July 10th, 2017 by James Goudie KC

Individuals claim to be an unaccompanied child asylum seeker.  The local authority assesses their ages.  It decides that they are not children, they are not under 18.  On that basis it has no functions in relation to them under the Children Act 1989 (“CA 1989”). However, pursuant to CA 1989, the authority had been providing services pending its assessment.  At the same time that the authority provided reasons for its age assessment decision it stopped providing their services.  That was in accordance with its policy or practice.  Is that policy or practice of simultaneous over 18 age assessment decision and withdrawal of services under CA 1989 unlawful, as being procedurally unfair and contrary to ECHR Article 8? 

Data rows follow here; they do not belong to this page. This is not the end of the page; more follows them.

//! Conversation history forwarded to the agent.
//!
//! History lives in the browser and is echoed back with every request. The
//! server keeps nothing between requests; it only trims the history to the
//! configured window and prepends the system prompt.

use super::agent::{ChatMessage, Role};

/// Builds the message list for one agent turn
#[derive(Debug, Clone)]
pub struct Conversation {
    system_prompt: String,
    window: usize,
}

impl Conversation {
    pub fn new(system_prompt: impl Into<String>, window: usize) -> Self {
        Self {
            system_prompt: system_prompt.into(),
            window,
        }
    }

    /// The most recent `window` messages of `history`
    ///
    /// Client-supplied system messages and empty messages are dropped, and the
    /// window never opens on an assistant reply.
    pub fn window<'a>(&self, history: &'a [ChatMessage]) -> Vec<&'a ChatMessage> {
        let kept: Vec<&ChatMessage> = history
            .iter()
            .filter(|m| m.role != Role::System && !m.content.trim().is_empty())
            .collect();

        let start = kept.len().saturating_sub(self.window);
        let mut window = &kept[start..];
        while let Some((first, rest)) = window.split_first() {
            if first.role != Role::Assistant {
                break;
            }
            window = rest;
        }
        window.to_vec()
    }

    /// System prompt, windowed history (when enabled) and the new user message
    pub fn messages(&self, history: &[ChatMessage], use_history: bool, message: &str) -> Vec<ChatMessage> {
        let mut messages = Vec::with_capacity(self.window + 2);
        if !self.system_prompt.trim().is_empty() {
            messages.push(ChatMessage::new(Role::System, self.system_prompt.clone()));
        }
        if use_history {
            messages.extend(self.window(history).into_iter().cloned());
        }
        messages.push(ChatMessage::user(message));
        messages
    }
}
//! Chat front end.
//!
//! A single-page UI served by axum. Each user message is forwarded, together
//! with the windowed history the browser echoes back, to the external agent
//! through an [`AgentSession`]; the reply is relayed as Server-Sent Events.
//!
//! | Route | Purpose |
//! |-------|---------|
//! | `GET /` | the page |
//! | `GET /api/models` | selectable model ids |
//! | `POST /api/chat` | one turn, streamed as `delta`, then `done` or `error` events |
//! | `POST /api/report` | render text as a downloadable report |
//! | `GET /health` | liveness |

mod agent;
mod conversation;
mod report;
mod server;

pub use agent::{
    parse_sse_chunk, parse_sse_line, AgentError, AgentSession, ChatMessage, DeltaStream,
    HttpAgentSession, Role, SseLine,
};
pub use conversation::Conversation;
pub use report::{render as render_report, Report, ReportError};
pub use server::{router, serve, AppState, ChatRequest, ReportRequest};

No, rules Elisabeth Laing J in KA v Croydon LBC [2017] EWHC 1723 (Admin).  She  rejects an argument based on denial of a fair and proper opportunity to challenge the withdrawal of services by means of an application to the Court for interim relief and on common law rights of access to justice.  She holds that Article 8 is not engaged, and that in any event there was no disproportionality. She concluded (paragraph 58):

“… once the Council has decided that an applicant is not child, it is entitled to act on its assessment of the position, and to withdraw services. The obvious reason for that is that, on the Council’s assessment, the young person is no longer entitled to those services. The right of access to justice does not require the Council to continue to provide those services for any period, short or long, in case its decision is wrong. …”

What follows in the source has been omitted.